Namun, PA menarik kembali persetujuannya atas kesepakatan tersebut di tengah penolakan Israel atas peran apa pun bagi Hamas di masa depan Gaza.

Presiden PA Mahmoud Abbas khawatir bahwa semua uang akan dialihkan ke Gaza – dan menjauh dari Tepi Barat yang diduduki, tempat PA menjadi otoritas administratif parsial – jika Gaza mendapat komite administratif terpisah, kata Mustafa.

“Gaza akan menjadi pusat gravitasi politik yang dipadukan dengan potensi aneksasi penuh Israel atas Tepi Barat,” katanya.

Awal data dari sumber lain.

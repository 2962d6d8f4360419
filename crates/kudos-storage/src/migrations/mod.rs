//! Migration runner: version tracking, forward-only, transactional per migration.

mod v001_initial_schema;
mod v002_maintenance_runs;

use kudos_core::{StorageError, StorageResult};
use rusqlite::Connection;
use tracing::{debug, info, warn};

use crate::to_storage_err;

pub const LATEST_VERSION: u32 = 2;

type MigrationFn = fn(&Connection) -> StorageResult<()>;

const MIGRATIONS: [(u32, &str, MigrationFn); 2] = [
    (1, "initial_schema", v001_initial_schema::migrate),
    (2, "maintenance_runs", v002_maintenance_runs::migrate),
];

/// Current schema version, 0 if nothing has been applied.
pub fn current_version(conn: &Connection) -> StorageResult<u32> {
    let exists: bool = conn
        .prepare("SELECT 1 FROM sqlite_master WHERE type='table' AND name='schema_version'")
        .and_then(|mut stmt| stmt.exists([]))
        .map_err(to_storage_err)?;

    if !exists {
        return Ok(0);
    }

    conn.query_row(
        "SELECT COALESCE(MAX(version), 0) FROM schema_version",
        [],
        |row| row.get(0),
    )
    .map_err(to_storage_err)
}

/// Apply pending migrations. Returns how many ran.
pub fn run_migrations(conn: &Connection) -> StorageResult<u32> {
    conn.execute_batch(
        "CREATE TABLE IF NOT EXISTS schema_version (
            version    INTEGER PRIMARY KEY,
            applied_at TEXT NOT NULL DEFAULT (datetime('now'))
        ) STRICT;",
    )
    .map_err(to_storage_err)?;

    let current = current_version(conn)?;
    if current >= LATEST_VERSION {
        debug!("database schema is up to date (v{current})");
        return Ok(0);
    }

    info!("running migrations: v{current} → v{LATEST_VERSION}");
    let mut applied = 0;

    for &(version, name, migrate_fn) in &MIGRATIONS {
        if version <= current {
            continue;
        }

        conn.execute_batch("BEGIN IMMEDIATE")
            .map_err(|e| StorageError::MigrationFailed {
                version,
                message: format!("begin: {e}"),
            })?;

        let result = migrate_fn(conn).and_then(|()| {
            conn.execute("INSERT INTO schema_version (version) VALUES (?1)", [version])
                .map(|_| ())
                .map_err(to_storage_err)
        });

        match result {
            Ok(()) => {
                conn.execute_batch("COMMIT")
                    .map_err(|e| StorageError::MigrationFailed {
                        version,
                        message: format!("commit: {e}"),
                    })?;
                info!("applied migration v{version:03}: {name}");
                applied += 1;
            }
            Err(e) => {
                warn!("migration v{version:03} failed: {e}, rolling back");
                let _ = conn.execute_batch("ROLLBACK");
                return Err(StorageError::MigrationFailed {
                    version,
                    message: e.to_string(),
                });
            }
        }
    }

    Ok(applied)
}

#[cfg(test)]
mod tests {
    use super::*;

    #[test]
    fn fresh_db_migrates_to_latest() {
        let conn = Connection::open_in_memory().unwrap();
        assert_eq!(current_version(&conn).unwrap(), 0);

        let applied = run_migrations(&conn).unwrap();
        assert_eq!(applied, LATEST_VERSION);
        assert_eq!(current_version(&conn).unwrap(), LATEST_VERSION);
    }

    #[test]
    fn rerun_is_noop() {
        let conn = Connection::open_in_memory().unwrap();
        run_migrations(&conn).unwrap();
        assert_eq!(run_migrations(&conn).unwrap(), 0);
    }
}
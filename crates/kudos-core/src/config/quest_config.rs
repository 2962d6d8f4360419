//! Exam-readiness quest configuration.

use serde::{Deserialize, Serialize};

/// Per-category activity counts that make up 100% readiness.
#[derive(Debug, Clone, PartialEq, Eq, Serialize, Deserialize)]
#[serde(default)]
pub struct QuestRequirements {
    pub flashcards: u64,
    pub quizzes: u64,
    pub evaluations: u64,
    pub guides: u64,
}

impl Default for QuestRequirements {
    fn default() -> Self {
        Self {
            flashcards: 50,
            quizzes: 5,
            evaluations: 3,
            guides: 2,
        }
    }
}

/// Configuration for the week-7 readiness quest.
#[derive(Debug, Clone, Serialize, Deserialize)]
#[serde(default)]
pub struct QuestConfig {
    /// Course week in which the quest may be activated.
    pub quest_week: u32,
    /// Days the quest stays active before the daily job expires it.
    pub duration_days: u32,
    pub requirements: QuestRequirements,
}

impl Default for QuestConfig {
    fn default() -> Self {
        Self {
            quest_week: 7,
            duration_days: 7,
            requirements: QuestRequirements::default(),
        }
    }
}
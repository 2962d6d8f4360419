use std::collections::BTreeSet;

use chrono::{DateTime, NaiveDate, Utc};
use serde::{Deserialize, Serialize};

use super::activity::{Activity, ActivityCategory};
use super::quest::Week7Quest;

/// Consecutive-day activity streak plus the weekly consistency bonus state.
#[derive(Debug, Clone, PartialEq, Serialize, Deserialize)]
#[serde(default)]
pub struct StreakState {
    pub current_count: u32,
    pub longest_count: u32,
    pub last_activity_date: Option<NaiveDate>,
    pub freeze_count: u32,
    pub bonus_active: bool,
    pub bonus_multiplier: f64,
    /// Last day covered by a consumed freeze.
    pub frozen_through: Option<NaiveDate>,
}

impl Default for StreakState {
    fn default() -> Self {
        Self {
            current_count: 0,
            longest_count: 0,
            last_activity_date: None,
            freeze_count: 0,
            bonus_active: false,
            bonus_multiplier: 1.0,
            frozen_through: None,
        }
    }
}

impl StreakState {
    /// Most recent day the streak is accounted for, activity or freeze.
    pub fn last_covered_day(&self) -> Option<NaiveDate> {
        match (self.last_activity_date, self.frozen_through) {
            (Some(a), Some(f)) => Some(a.max(f)),
            (a, f) => a.or(f),
        }
    }
}

/// Lifetime activity counters.
#[derive(Debug, Clone, Default, PartialEq, Eq, Serialize, Deserialize)]
#[serde(default)]
pub struct ActivityCounters {
    pub flashcards_reviewed: u64,
    pub flashcard_sets: u64,
    pub quizzes_passed: u64,
    pub evaluations_submitted: u64,
    pub guides_completed: u64,
    pub study_time_minutes: u64,
}

impl ActivityCounters {
    /// Bump the counters touched by `activity`. Unrecognized activities are a no-op.
    pub fn apply(&mut self, activity: &Activity) {
        match activity {
            Activity::FlashcardReview { cards_reviewed } => {
                self.flashcards_reviewed =
                    self.flashcards_reviewed.saturating_add(u64::from(*cards_reviewed));
                self.flashcard_sets = self.flashcard_sets.saturating_add(1);
            }
            Activity::QuizPassed { .. } => {
                self.quizzes_passed = self.quizzes_passed.saturating_add(1);
            }
            Activity::EvaluationSubmitted { .. } => {
                self.evaluations_submitted = self.evaluations_submitted.saturating_add(1);
            }
            Activity::GuideCompleted => {
                self.guides_completed = self.guides_completed.saturating_add(1);
            }
            Activity::StudySession { minutes } => {
                self.study_time_minutes =
                    self.study_time_minutes.saturating_add(u64::from(*minutes));
            }
            Activity::Unrecognized { .. } => {}
        }
    }
}

/// Categories completed during the current local week.
#[derive(Debug, Clone, Default, PartialEq, Eq, Serialize, Deserialize)]
#[serde(default)]
pub struct WeeklyProgress {
    /// Monday of the week the categories belong to.
    pub week_start: Option<NaiveDate>,
    pub categories: BTreeSet<ActivityCategory>,
}

impl WeeklyProgress {
    pub fn is_complete(&self) -> bool {
        ActivityCategory::ALL
            .iter()
            .all(|c| self.categories.contains(c))
    }
}

/// Per-user gamification document. The unit of every optimistic transaction.
#[derive(Debug, Clone, PartialEq, Serialize, Deserialize)]
pub struct UserAggregate {
    pub user_id: String,
    #[serde(default)]
    pub course_id: Option<String>,
    #[serde(default)]
    pub total_xp: u64,
    #[serde(default = "first_level")]
    pub level: u32,
    #[serde(default)]
    pub xp_to_next_level: u64,
    #[serde(default)]
    pub streak: StreakState,
    #[serde(default)]
    pub activities: ActivityCounters,
    #[serde(default)]
    pub weekly: WeeklyProgress,
    #[serde(default)]
    pub week7_quest: Week7Quest,
    /// Mirror of the badge table. Never consulted for "already earned".
    #[serde(default)]
    pub earned_badge_ids: BTreeSet<String>,
    pub created_at: DateTime<Utc>,
    pub updated_at: DateTime<Utc>,
}

fn first_level() -> u32 {
    1
}

impl UserAggregate {
    /// Zero state for a user seen for the first time.
    ///
    /// `xp_to_next_level` is left at 0; callers derive it from the level table.
    pub fn new(user_id: impl Into<String>, now: DateTime<Utc>) -> Self {
        Self {
            user_id: user_id.into(),
            course_id: None,
            total_xp: 0,
            level: 1,
            xp_to_next_level: 0,
            streak: StreakState::default(),
            activities: ActivityCounters::default(),
            weekly: WeeklyProgress::default(),
            week7_quest: Week7Quest::default(),
            earned_badge_ids: BTreeSet::new(),
            created_at: now,
            updated_at: now,
        }
    }
}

7. Otoritas Palestina Menampilkan Diri sebagai Satu-satunya Lembaga yang Memiliki Legitimasi

Presiden terpilih AS Donald Trump mungkin mengizinkan beberapa bentuk gencatan senjata di Gaza sebagai imbalan atas aneksasi Israel atas Tepi Barat yang diduduki, katanya.

“Itu adalah ancaman yang sangat nyata, yang dapat menandakan berakhirnya PA.”

Keser mengatakan PA berusaha menampilkan dirinya sebagai satu-satunya badan perwakilan utama Palestina dengan mengambil posisi tegas terhadap Hamas dan kelompok perlawanan lain yang mengendalikan kamp Jenin.

Namun, meskipun Israel membedakan antara PA dan Hamas untuk sementara waktu guna melemahkan legitimasi dan popularitas Hamas, kebijakan jangka panjang Tel Aviv akan tetap berupa penghapusan semua organisasi Palestina, katanya.